That $15,970 spread between the bottom quartile and top quartile is meaningful. It's not just seniority — it reflects the type of work you're doing, who you're doing it for, and where in Georgia you're located. A roofer laying shingles on tract housing in a rural county is not earning the same as a roofer installing TPO membrane on a warehouse complex in the Atlanta metro. Commercial and industrial roofing consistently pays more than residential, and that gap tends to widen the further you move up the experience ladder.
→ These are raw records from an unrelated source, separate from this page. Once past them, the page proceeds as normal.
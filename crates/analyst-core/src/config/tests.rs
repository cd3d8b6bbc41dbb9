//! Loader and validation tests

#[cfg(test)]
mod tests {
    use super::super::*;
    use serial_test::serial;
    use std::env;
    use std::io::Write;
    use tempfile::{tempdir, NamedTempFile};

    #[tokio::test]
    #[serial]
    async fn test_empty_document_yields_defaults() {
        let config = ConfigLoader::from_str("", None).await.unwrap();

        assert_eq!(config.llm.provider, LlmProvider::Gemini);
        assert_eq!(config.session.max_attempts, 10);
        assert_eq!(config.session.exec_timeout_secs, 600);
        assert_eq!(config.session.task_file, "questions.txt");
        assert_eq!(config.runtime.venv_dir, ".venv");
        assert!(config.llm.parameters.json_response);
        assert_eq!(config.llm.parameters.temperature, 0.0);
    }

    #[tokio::test]
    #[serial]
    async fn test_sections_override_defaults() {
        let yaml = r#"
llm:
  provider: openai
  model: gpt-4.1-mini
  parameters:
    max_tokens: 2048
session:
  max_attempts: 3
  exec_timeout_secs: 30
  task_file: task.md
runtime:
  python: "3.12"
server:
  bind_addr: 0.0.0.0:9000
logging:
  level: debug
"#;
        let config = ConfigLoader::from_str(yaml, None).await.unwrap();

        assert_eq!(config.llm.provider, LlmProvider::OpenAI);
        assert_eq!(config.llm.model, "gpt-4.1-mini");
        assert_eq!(config.llm.parameters.max_tokens, 2048);
        assert_eq!(config.session.max_attempts, 3);
        assert_eq!(config.session.exec_timeout().as_secs(), 30);
        assert_eq!(config.session.task_file, "task.md");
        assert_eq!(config.runtime.python.as_deref(), Some("3.12"));
        assert_eq!(config.server.bind_addr, "0.0.0.0:9000");
        assert_eq!(config.logging.level, "debug");
    }

    #[tokio::test]
    #[serial]
    async fn test_zero_attempts_is_rejected() {
        let err = ConfigLoader::from_str("session:\n  max_attempts: 0\n", None)
            .await
            .unwrap_err();
        assert!(err.to_string().contains("max_attempts"));
    }

    #[tokio::test]
    #[serial]
    async fn test_task_file_must_be_plain_name() {
        let err = ConfigLoader::from_str("session:\n  task_file: ../etc/passwd\n", None)
            .await
            .unwrap_err();
        assert!(err.to_string().contains("task_file"));
    }

    #[test]
    fn test_custom_provider_requires_base_url() {
        let mut config = AnalystConfig::default();
        config.llm.provider = LlmProvider::Custom {
            base_url: "  ".to_string(),
        };
        assert!(config.validate().is_err());

        config.llm.provider = LlmProvider::Custom {
            base_url: "https://inference.example.com/v1".to_string(),
        };
        assert!(config.validate().is_ok());
    }

    #[tokio::test]
    #[serial]
    async fn test_env_overrides_win_over_file() {
        env::set_var(MAX_ATTEMPTS_ENV, "4");
        env::set_var(EXEC_TIMEOUT_ENV, "45");
        env::set_var(LOG_LEVEL_ENV, "WARN");

        let result = ConfigLoader::from_str("session:\n  max_attempts: 7\n", None).await;

        env::remove_var(MAX_ATTEMPTS_ENV);
        env::remove_var(EXEC_TIMEOUT_ENV);
        env::remove_var(LOG_LEVEL_ENV);

        let config = result.unwrap();
        assert_eq!(config.session.max_attempts, 4);
        assert_eq!(config.session.exec_timeout_secs, 45);
        assert_eq!(config.logging.level, "warn");
    }

    #[tokio::test]
    #[serial]
    async fn test_malformed_env_override_is_a_config_error() {
        env::set_var(MAX_ATTEMPTS_ENV, "many");
        let result = ConfigLoader::from_str("", None).await;
        env::remove_var(MAX_ATTEMPTS_ENV);

        assert!(matches!(result, Err(crate::errors::AnalystError::ConfigError(_))));
    }

    #[tokio::test]
    #[serial]
    async fn test_api_key_resolved_from_named_variable() {
        env::set_var("ANALYST_TEST_KEY", "sk-test");
        let yaml = "llm:\n  auth:\n    api_key_env: ANALYST_TEST_KEY\n";
        let result = ConfigLoader::from_str(yaml, None).await;
        env::remove_var("ANALYST_TEST_KEY");

        assert_eq!(result.unwrap().llm.auth.api_key.as_deref(), Some("sk-test"));
    }

    #[tokio::test]
    #[serial]
    async fn test_system_prompt_file_is_relative_to_config() {
        let dir = tempdir().unwrap();
        std::fs::write(dir.path().join("system.md"), "You write pandas code.").unwrap();
        let config_path = dir.path().join("analyst.yaml");
        std::fs::write(&config_path, "prompts:\n  system_file: system.md\n").unwrap();

        let config = load_config(&config_path).await.unwrap();
        assert_eq!(config.prompts.system.as_deref(), Some("You write pandas code."));
    }

    #[tokio::test]
    #[serial]
    async fn test_env_file_does_not_clobber_process_env() {
        let mut env_file = NamedTempFile::new().unwrap();
        writeln!(env_file, "# comment").unwrap();
        writeln!(env_file, "ANALYST_TEST_FROM_FILE=\"file-value\"").unwrap();
        writeln!(env_file, "ANALYST_TEST_PRESET=file-value").unwrap();
        env::set_var("ANALYST_TEST_PRESET", "process-value");

        let yaml = format!("environment:\n  env_files:\n    - {}\n", env_file.path().display());
        let result = ConfigLoader::from_str(&yaml, None).await;

        let from_file = env::var("ANALYST_TEST_FROM_FILE").ok();
        let preset = env::var("ANALYST_TEST_PRESET").ok();
        env::remove_var("ANALYST_TEST_FROM_FILE");
        env::remove_var("ANALYST_TEST_PRESET");

        assert!(result.is_ok());
        assert_eq!(from_file.as_deref(), Some("file-value"));
        assert_eq!(preset.as_deref(), Some("process-value"));
    }

    #[test]
    fn test_plain_file_names() {
        assert!(is_plain_file_name("questions.txt"));
        assert!(is_plain_file_name(".venv"));
        assert!(!is_plain_file_name(""));
        assert!(!is_plain_file_name(".."));
        assert!(!is_plain_file_name("a/b.csv"));
        assert!(!is_plain_file_name("a\\b.csv"));
    }
}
Atlanta drives a significant portion of the roofing demand in Georgia. The metro area has ongoing construction activity across both commercial and residential sectors, and contractors there tend to offer higher wages to compete for workers. Markets like Savannah, Augusta, and Columbus also generate steady roofing work, particularly after storm seasons, but pay in those areas often trails the Atlanta market by a few dollars an hour. Rural parts of the state — south Georgia in particular — typically see wages closer to the 25th percentile range.
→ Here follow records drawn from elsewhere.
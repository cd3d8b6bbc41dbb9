//! Configuration type definitions
//!
//! Every section is optional; a completely empty YAML document yields a working
//! configuration (Gemini provider, ten attempts, ten-minute execution deadline).

use serde::{Deserialize, Serialize};
use std::collections::HashMap;
use std::path::PathBuf;
use std::time::Duration;

#[derive(Debug, Clone, Serialize, Deserialize, Default)]
pub struct AnalystConfig {
    #[serde(default)]
    pub llm: LlmConfig,
    #[serde(default)]
    pub session: SessionConfig,
    #[serde(default)]
    pub runtime: RuntimeConfig,
    #[serde(default)]
    pub server: ServerSettings,
    #[serde(default)]
    pub prompts: PromptConfig,
    #[serde(default)]
    pub environment: EnvironmentConfig,
    #[serde(default)]
    pub logging: LoggingConfig,
}

#[derive(Debug, Clone, Serialize, Deserialize)]
pub struct LlmConfig {
    #[serde(default = "default_provider")]
    pub provider: LlmProvider,
    #[serde(default = "default_model")]
    pub model: String,
    #[serde(default)]
    pub parameters: ModelParameters,
    #[serde(default)]
    pub auth: LlmAuth,
}

/// LLM provider types
#[derive(Debug, Clone, Serialize, Deserialize, PartialEq)]
#[serde(rename_all = "lowercase")]
pub enum LlmProvider {
    OpenAI,
    Gemini,
    /// Any OpenAI-compatible chat-completions endpoint.
    Custom {
        base_url: String,
    },
}

#[derive(Debug, Clone, Serialize, Deserialize)]
pub struct ModelParameters {
    #[serde(default)]
    pub temperature: f32,
    #[serde(default = "default_max_tokens")]
    pub max_tokens: u32,
    /// Ask the provider for a JSON-only response body.
    #[serde(default = "default_true")]
    pub json_response: bool,
    #[serde(default, skip_serializing_if = "Option::is_none")]
    pub reasoning_effort: Option<String>,
}

#[derive(Debug, Clone, Serialize, Deserialize, Default)]
pub struct LlmAuth {
    #[serde(default)]
    pub api_key: Option<String>,
    #[serde(default)]
    pub api_key_env: Option<String>,
    #[serde(default)]
    pub headers: HashMap<String, String>,
}

/// Limits of one analysis session.
#[derive(Debug, Clone, Serialize, Deserialize)]
pub struct SessionConfig {
    #[serde(default = "default_max_attempts")]
    pub max_attempts: usize,
    #[serde(default = "default_exec_timeout")]
    pub exec_timeout_secs: u64,
    /// Name of the uploaded file holding the natural-language task.
    #[serde(default = "default_task_file")]
    pub task_file: String,
    /// Parent directory for session workspaces; the system temp dir when unset.
    #[serde(default)]
    pub workspace_root: Option<PathBuf>,
}

impl SessionConfig {
    pub fn exec_timeout(&self) -> Duration {
        Duration::from_secs(self.exec_timeout_secs)
    }
}

/// Python runtime provisioning through `uv`.
#[derive(Debug, Clone, Serialize, Deserialize)]
pub struct RuntimeConfig {
    #[serde(default)]
    pub uv_path: Option<PathBuf>,
    #[serde(default = "default_venv_dir")]
    pub venv_dir: String,
    /// Interpreter request passed to `uv venv --python`.
    #[serde(default)]
    pub python: Option<String>,
    #[serde(default = "default_install_timeout")]
    pub install_timeout_secs: u64,
}

impl RuntimeConfig {
    pub fn install_timeout(&self) -> Duration {
        Duration::from_secs(self.install_timeout_secs)
    }
}

#[derive(Debug, Clone, Serialize, Deserialize)]
pub struct ServerSettings {
    #[serde(default = "default_bind_addr")]
    pub bind_addr: String,
    #[serde(default = "default_request_timeout")]
    pub request_timeout_secs: u64,
    #[serde(default = "default_max_body_size")]
    pub max_body_size: usize,
    #[serde(default = "default_true")]
    pub enable_cors: bool,
    /// Allowed origins; any origin when unset.
    #[serde(default)]
    pub cors_origins: Option<Vec<String>>,
    #[serde(default = "default_true")]
    pub enable_logging: bool,
}

#[derive(Debug, Clone, Serialize, Deserialize, Default)]
pub struct PromptConfig {
    /// Inline replacement for the built-in system prompt.
    #[serde(default)]
    pub system: Option<String>,
    /// File holding the system prompt, relative to the config file.
    #[serde(default)]
    pub system_file: Option<PathBuf>,
}

#[derive(Debug, Clone, Serialize, Deserialize)]
pub struct EnvironmentConfig {
    #[serde(default)]
    pub variables: HashMap<String, String>,
    #[serde(default = "default_env_files")]
    pub env_files: Vec<PathBuf>,
}

/// Logging configuration
#[derive(Debug, Clone, Serialize, Deserialize)]
pub struct LoggingConfig {
    #[serde(default = "default_log_level")]
    pub level: String,
    #[serde(default)]
    pub file: Option<PathBuf>,
}

// Default value functions
fn default_provider() -> LlmProvider { LlmProvider::Gemini }
fn default_model() -> String { "gemini-2.5-flash".to_string() }
fn default_max_tokens() -> u32 { 4096 }
fn default_true() -> bool { true }
fn default_max_attempts() -> usize { 10 }
fn default_exec_timeout() -> u64 { 600 }
fn default_task_file() -> String { "questions.txt".to_string() }
fn default_venv_dir() -> String { ".venv".to_string() }
fn default_install_timeout() -> u64 { 600 }
fn default_bind_addr() -> String { "127.0.0.1:8000".to_string() }
fn default_request_timeout() -> u64 { 900 }
fn default_max_body_size() -> usize { 50 * 1024 * 1024 }
fn default_env_files() -> Vec<PathBuf> { vec![PathBuf::from(".env")] }
fn default_log_level() -> String { "info".to_string() }

impl Default for LlmConfig {
    fn default() -> Self {
        Self {
            provider: default_provider(),
            model: default_model(),
            parameters: ModelParameters::default(),
            auth: LlmAuth::default(),
        }
    }
}

impl Default for ModelParameters {
    fn default() -> Self {
        Self {
            temperature: 0.0,
            max_tokens: default_max_tokens(),
            json_response: true,
            reasoning_effort: None,
        }
    }
}

impl Default for SessionConfig {
    fn default() -> Self {
        Self {
            max_attempts: default_max_attempts(),
            exec_timeout_secs: default_exec_timeout(),
            task_file: default_task_file(),
            workspace_root: None,
        }
    }
}

impl Default for RuntimeConfig {
    fn default() -> Self {
        Self {
            uv_path: None,
            venv_dir: default_venv_dir(),
            python: None,
            install_timeout_secs: default_install_timeout(),
        }
    }
}

impl Default for ServerSettings {
    fn default() -> Self {
        Self {
            bind_addr: default_bind_addr(),
            request_timeout_secs: default_request_timeout(),
            max_body_size: default_max_body_size(),
            enable_cors: true,
            cors_origins: None,
            enable_logging: true,
        }
    }
}

impl Default for EnvironmentConfig {
    fn default() -> Self {
        Self {
            variables: HashMap::new(),
            env_files: default_env_files(),
        }
    }
}

impl Default for LoggingConfig {
    fn default() -> Self {
        Self {
            level: default_log_level(),
            file: None,
        }
    }
}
Specialty certifications push pay upward. Roofers who are certified to install specific membrane systems, metal roofing, or green roofing products are in shorter supply and can negotiate better rates. OSHA 30 certification is increasingly expected on larger commercial job sites and can make the difference in getting hired for the higher-paying work. Most journeyman-level roofers without specialty credentials land somewhere between the median and the 75th percentile depending on their employer and project mix.
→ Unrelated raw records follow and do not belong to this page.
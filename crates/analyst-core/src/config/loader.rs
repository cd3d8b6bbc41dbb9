//! Configuration loader for YAML files and environment resolution
//!
//! Loading runs in three steps: parse the YAML, fold in environment files and
//! variable overrides, then validate.

use crate::config::types::*;
use crate::errors::AnalystError;
use std::env;
use std::path::{Path, PathBuf};
use tokio::fs;

pub const MAX_ATTEMPTS_ENV: &str = "ANALYST_MAX_ATTEMPTS";
pub const EXEC_TIMEOUT_ENV: &str = "ANALYST_EXEC_TIMEOUT";
pub const LOG_LEVEL_ENV: &str = "ANALYST_LOG_LEVEL";

const DEFAULT_CONFIG_FILE: &str = "analyst.yaml";

/// Configuration loader with environment resolution
pub struct ConfigLoader;

impl ConfigLoader {
    /// Load configuration from a YAML file
    pub async fn from_file<P: AsRef<Path>>(path: P) -> Result<AnalystConfig, AnalystError> {
        let path = path.as_ref();

        let content = fs::read_to_string(path).await.map_err(|e| {
            AnalystError::ConfigError(format!(
                "Failed to read config file {}: {}",
                path.display(),
                e
            ))
        })?;

        Self::from_str(&content, path.parent()).await
    }

    /// Load the first config file found in the conventional locations, or the
    /// defaults when there is none.
    pub async fn discover() -> Result<AnalystConfig, AnalystError> {
        for candidate in Self::default_locations() {
            if candidate.exists() {
                log::info!("Using configuration file {}", candidate.display());
                return Self::from_file(&candidate).await;
            }
        }
        log::info!("No configuration file found, using built-in defaults");
        Self::from_str("{}", None).await
    }

    /// `./analyst.yaml`, then `<config dir>/analyst/analyst.yaml`.
    pub fn default_locations() -> Vec<PathBuf> {
        let mut locations = vec![PathBuf::from(DEFAULT_CONFIG_FILE)];
        if let Some(config_dir) = dirs::config_dir() {
            locations.push(config_dir.join("analyst").join(DEFAULT_CONFIG_FILE));
        }
        locations
    }

    /// Load configuration from a YAML string
    pub async fn from_str(
        content: &str,
        base_dir: Option<&Path>,
    ) -> Result<AnalystConfig, AnalystError> {
        let mut config: AnalystConfig = if content.trim().is_empty() {
            AnalystConfig::default()
        } else {
            serde_yaml::from_str(content).map_err(|e| {
                AnalystError::ConfigError(format!("Failed to parse YAML config: {}", e))
            })?
        };

        Self::resolve_environment(&mut config, base_dir)?;
        Self::apply_env_overrides(&mut config)?;
        Self::resolve_prompts(&mut config, base_dir).await?;

        config.validate()?;

        Ok(config)
    }

    fn resolve_environment(
        config: &mut AnalystConfig,
        base_dir: Option<&Path>,
    ) -> Result<(), AnalystError> {
        for env_file in &config.environment.env_files {
            let path = match base_dir {
                Some(dir) if env_file.is_relative() && !env_file.exists() => dir.join(env_file),
                _ => env_file.clone(),
            };
            if path.exists() {
                log::debug!("Loading environment file {}", path.display());
                Self::load_env_file(&path)?;
            }
        }

        for (key, value) in &config.environment.variables {
            env::set_var(key, value);
        }

        Self::resolve_llm_auth(&mut config.llm)?;
        Ok(())
    }

    /// Numeric and level overrides from the process environment.
    pub fn apply_env_overrides(config: &mut AnalystConfig) -> Result<(), AnalystError> {
        if let Ok(value) = env::var(MAX_ATTEMPTS_ENV) {
            config.session.max_attempts = value.trim().parse().map_err(|_| {
                AnalystError::ConfigError(format!(
                    "{} must be a positive integer, got '{}'",
                    MAX_ATTEMPTS_ENV, value
                ))
            })?;
        }

        if let Ok(value) = env::var(EXEC_TIMEOUT_ENV) {
            config.session.exec_timeout_secs = value.trim().parse().map_err(|_| {
                AnalystError::ConfigError(format!(
                    "{} must be a number of seconds, got '{}'",
                    EXEC_TIMEOUT_ENV, value
                ))
            })?;
        }

        if let Ok(value) = env::var(LOG_LEVEL_ENV) {
            config.logging.level = value.trim().to_lowercase();
        }

        Ok(())
    }

    async fn resolve_prompts(
        config: &mut AnalystConfig,
        base_dir: Option<&Path>,
    ) -> Result<(), AnalystError> {
        let Some(file) = config.prompts.system_file.clone() else {
            return Ok(());
        };

        let path = match base_dir {
            Some(dir) if file.is_relative() => dir.join(&file),
            _ => file,
        };
        log::info!("Loading system prompt from file: {}", path.display());
        let content = fs::read_to_string(&path).await.map_err(|e| {
            AnalystError::ConfigError(format!(
                "Failed to read prompt file {}: {}",
                path.display(),
                e
            ))
        })?;
        config.prompts.system = Some(content);
        Ok(())
    }

    fn load_env_file<P: AsRef<Path>>(path: P) -> Result<(), AnalystError> {
        let content = std::fs::read_to_string(path.as_ref()).map_err(|e| {
            AnalystError::ConfigError(format!(
                "Failed to read env file {}: {}",
                path.as_ref().display(),
                e
            ))
        })?;

        for line in content.lines() {
            let line = line.trim();
            if line.is_empty() || line.starts_with('#') {
                continue;
            }

            if let Some((key, value)) = line.split_once('=') {
                let key = key.trim().trim_start_matches("export ").trim();
                let value = value.trim().trim_matches('"').trim_matches('\'');
                // Variables already present in the process win over the file.
                if env::var_os(key).is_none() {
                    env::set_var(key, value);
                }
            }
        }

        Ok(())
    }

    /// Resolve LLM authentication from environment
    fn resolve_llm_auth(llm: &mut LlmConfig) -> Result<(), AnalystError> {
        if let Some(env_var) = &llm.auth.api_key_env {
            if let Ok(api_key) = env::var(env_var) {
                llm.auth.api_key = Some(api_key);
            }
        }

        if llm.auth.api_key.is_none() && llm.auth.api_key_env.is_none() {
            let fallback = match llm.provider {
                LlmProvider::Gemini => "GEMINI_API_KEY",
                LlmProvider::OpenAI | LlmProvider::Custom { .. } => "OPENAI_API_KEY",
            };
            if let Ok(api_key) = env::var(fallback) {
                llm.auth.api_key = Some(api_key);
            }
        }

        Ok(())
    }
}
No union scale data is available for roofers in Georgia through BLS OEWS. The state does not have a strong union presence in roofing compared to states in the Northeast or Midwest, so most wage setting is done at the employer level. That means your negotiating position — and your ability to document your experience with specific roofing systems — matters more than it would in a union shop where scale is set by contract.
Hours are another factor. Roofing is outdoor, weather-dependent work. Georgia summers are brutal, and while the mild winters keep the season longer than many northern states, extreme heat in July and August can cut productivity and hours on some job sites. Roofers who work consistently through the full Georgia season and pick up storm-response work after hail or hurricane events can meaningfully increase their annual earnings beyond what a straight hourly rate would suggest. Storm work in particular can run long hours at premium pay for experienced crews.
If you're a roofer looking to move up the pay scale in Georgia, the clearest paths are gaining experience on commercial projects, picking up manufacturer certifications for high-demand roofing systems, and targeting contractors who work in the Atlanta metro or on large-scale commercial and industrial builds. The difference between $18.69 and $26.37 an hour is the difference between $38,870 and $54,840 a year — and for most roofers, it comes down to experience, specialization, and the type of contractor you work for.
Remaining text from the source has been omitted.